DATA
========================================================================
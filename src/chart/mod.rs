use serde::{Deserialize, Serialize};
use serde_json::{json, Value};
use std::fmt;
use std::str::FromStr;

use crate::db::ResultSet;

/// The visualization kinds a result set can be drawn as.
///
/// Bar, pie and line are reachable through question keywords; scatter and
/// histogram only through an explicit user choice.
#[derive(Debug, Clone, Copy, PartialEq, Eq, Serialize, Deserialize)]
#[serde(rename_all = "lowercase")]
pub enum ChartKind {
    Bar,
    Pie,
    Line,
    Scatter,
    Histogram,
}

impl ChartKind {
    /// Fewest result columns the kind can be drawn from.
    fn min_columns(self) -> usize {
        match self {
            ChartKind::Histogram => 1,
            ChartKind::Bar | ChartKind::Pie | ChartKind::Line | ChartKind::Scatter => 2,
        }
    }

    pub fn label(self) -> &'static str {
        match self {
            ChartKind::Bar => "Bar Chart",
            ChartKind::Pie => "Pie Chart",
            ChartKind::Line => "Line Chart",
            ChartKind::Scatter => "Scatter Plot",
            ChartKind::Histogram => "Histogram",
        }
    }
}

impl fmt::Display for ChartKind {
    fn fmt(&self, f: &mut fmt::Formatter<'_>) -> fmt::Result {
        let name = match self {
            ChartKind::Bar => "bar",
            ChartKind::Pie => "pie",
            ChartKind::Line => "line",
            ChartKind::Scatter => "scatter",
            ChartKind::Histogram => "histogram",
        };
        write!(f, "{}", name)
    }
}

impl FromStr for ChartKind {
    type Err = String;

    fn from_str(s: &str) -> Result<Self, Self::Err> {
        match s.trim().to_lowercase().as_str() {
            "bar" => Ok(ChartKind::Bar),
            "pie" => Ok(ChartKind::Pie),
            "line" => Ok(ChartKind::Line),
            "scatter" => Ok(ChartKind::Scatter),
            "histogram" => Ok(ChartKind::Histogram),
            other => Err(format!("Unknown chart kind: {}", other)),
        }
    }
}

/// Keyword sets per kind, in priority order. First structural match wins.
const CHART_KEYWORDS: &[(ChartKind, &[&str])] = &[
    (ChartKind::Bar, &["compare", "comparison", "categories", "bar chart"]),
    (ChartKind::Pie, &["distribution", "percentage", "proportion", "pie chart"]),
    (ChartKind::Line, &["trend", "time series", "over time", "line chart"]),
];

/// Pick a chart kind from the question text. Defaults to bar.
pub fn select_chart(question: &str) -> ChartKind {
    let question = question.to_lowercase();
    for (kind, keywords) in CHART_KEYWORDS {
        if keywords.iter().any(|keyword| question.contains(keyword)) {
            return *kind;
        }
    }
    ChartKind::Bar
}

/// Build a Plotly figure object from the result set.
///
/// Column 0 is always the category/x/names field and column 1 the values
/// field; nothing checks that the data is actually categorical or numeric.
/// Returns None when the shape cannot support the kind (too few columns, or
/// no rows at all), which callers surface as "visualization not supported".
pub fn render(data: &ResultSet, kind: ChartKind) -> Option<Value> {
    if data.is_empty() || data.columns.len() < kind.min_columns() {
        return None;
    }

    let x = data.column_values(0);
    let figure = match kind {
        ChartKind::Bar => json!({
            "data": [{"type": "bar", "x": x, "y": data.column_values(1)}],
            "layout": axis_layout(&data.columns[0], &data.columns[1]),
        }),
        ChartKind::Pie => json!({
            "data": [{"type": "pie", "labels": x, "values": data.column_values(1)}],
            "layout": {},
        }),
        ChartKind::Line => json!({
            "data": [{"type": "scatter", "mode": "lines", "x": x, "y": data.column_values(1)}],
            "layout": axis_layout(&data.columns[0], &data.columns[1]),
        }),
        ChartKind::Scatter => json!({
            "data": [{"type": "scatter", "mode": "markers", "x": x, "y": data.column_values(1)}],
            "layout": axis_layout(&data.columns[0], &data.columns[1]),
        }),
        ChartKind::Histogram => json!({
            "data": [{"type": "histogram", "x": x}],
            "layout": {"xaxis": {"title": data.columns[0]}},
        }),
    };

    Some(figure)
}

fn axis_layout(x: &str, y: &str) -> Value {
    json!({"xaxis": {"title": x}, "yaxis": {"title": y}})
}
========================================================================
Copy out each entry exactly, leaving nothing out.

filename src/chart/mod.rs
use serde::{Deserialize, Serialize};
use serde_json::{json, Value};
use std::fmt;
use std::str::FromStr;

use crate::db::ResultSet;

/// The visualization kinds a result set can be drawn as.
///
/// Bar, pie and line are reachable through question keywords; scatter and
/// histogram only through an explicit user choice.
#[derive(Debug, Clone, Copy, PartialEq, Eq, Serialize, Deserialize)]
#[serde(rename_all = "lowercase")]
pub enum ChartKind {
    Bar,
    Pie,
    Line,
    Scatter,
    Histogram,
}

impl ChartKind {
    /// Fewest result columns the kind can be drawn from.
    fn min_columns(self) -> usize {
        match self {
            ChartKind::Histogram => 1,
            ChartKind::Bar | ChartKind::Pie | ChartKind::Line | ChartKind::Scatter => 2,
        }
    }

    pub fn label(self) -> &'static str {
        match self {
            ChartKind::Bar => "Bar Chart",
            ChartKind::Pie => "Pie Chart",
            ChartKind::Line => "Line Chart",
            ChartKind::Scatter => "Scatter Plot",
            ChartKind::Histogram => "Histogram",
        }
    }
}

impl fmt::Display for ChartKind {
    fn fmt(&self, f: &mut fmt::Formatter<'_>) -> fmt::Result {
        let name = match self {
            ChartKind::Bar => "bar",
            ChartKind::Pie => "pie",
            ChartKind::Line => "line",
            ChartKind::Scatter => "scatter",
            ChartKind::Histogram => "histogram",
        };
        write!(f, "{}", name)
    }
}

impl FromStr for ChartKind {
    type Err = String;

    fn from_str(s: &str) -> Result<Self, Self::Err> {
        match s.trim().to_lowercase().as_str() {
            "bar" => Ok(ChartKind::Bar),
            "pie" => Ok(ChartKind::Pie),
            "line" => Ok(ChartKind::Line),
            "scatter" => Ok(ChartKind::Scatter),
            "histogram" => Ok(ChartKind::Histogram),
            other => Err(format!("Unknown chart kind: {}", other)),
        }
    }
}

/// Keyword sets per kind, in priority order. First structural match wins.
const CHART_KEYWORDS: &[(ChartKind, &[&str])] = &[
    (ChartKind::Bar, &["compare", "comparison", "categories", "bar chart"]),
    (ChartKind::Pie, &["distribution", "percentage", "proportion", "pie chart"]),
    (ChartKind::Line, &["trend", "time series", "over time", "line chart"]),
];

/// Pick a chart kind from the question text. Defaults to bar.
pub fn select_chart(question: &str) -> ChartKind {
    let question = question.to_lowercase();
    for (kind, keywords) in CHART_KEYWORDS {
        if keywords.iter().any(|keyword| question.contains(keyword)) {
            return *kind;
        }
    }
    ChartKind::Bar
}

/// Build a Plotly figure object from the result set.
///
/// Column 0 is always the category/x/names field and column 1 the values
/// field; nothing checks that the data is actually categorical or numeric.
/// Returns None when the shape cannot support the kind (too few columns, or
/// no rows at all), which callers surface as "visualization not supported".
pub fn render(data: &ResultSet, kind: ChartKind) -> Option<Value> {
    if data.is_empty() || data.columns.len() < kind.min_columns() {
        return None;
    }

    let x = data.column_values(0);
    let figure = match kind {
        ChartKind::Bar => json!({
            "data": [{"type": "bar", "x": x, "y": data.column_values(1)}],
            "layout": axis_layout(&data.columns[0], &data.columns[1]),
        }),
        ChartKind::Pie => json!({
            "data": [{"type": "pie", "labels": x, "values": data.column_values(1)}],
            "layout": {},
        }),
        ChartKind::Line => json!({
            "data": [{"type": "scatter", "mode": "lines", "x": x, "y": data.column_values(1)}],
            "layout": axis_layout(&data.columns[0], &data.columns[1]),
        }),
        ChartKind::Scatter => json!({
            "data": [{"type": "scatter", "mode": "markers", "x": x, "y": data.column_values(1)}],
            "layout": axis_layout(&data.columns[0], &data.columns[1]),
        }),
        ChartKind::Histogram => json!({
            "data": [{"type": "histogram", "x": x}],
            "layout": {"xaxis": {"title": data.columns[0]}},
        }),
    };

    Some(figure)
}

fn axis_layout(x: &str, y: &str) -> Value {
    json!({"xaxis": {"title": x}, "yaxis": {"title": y}})
}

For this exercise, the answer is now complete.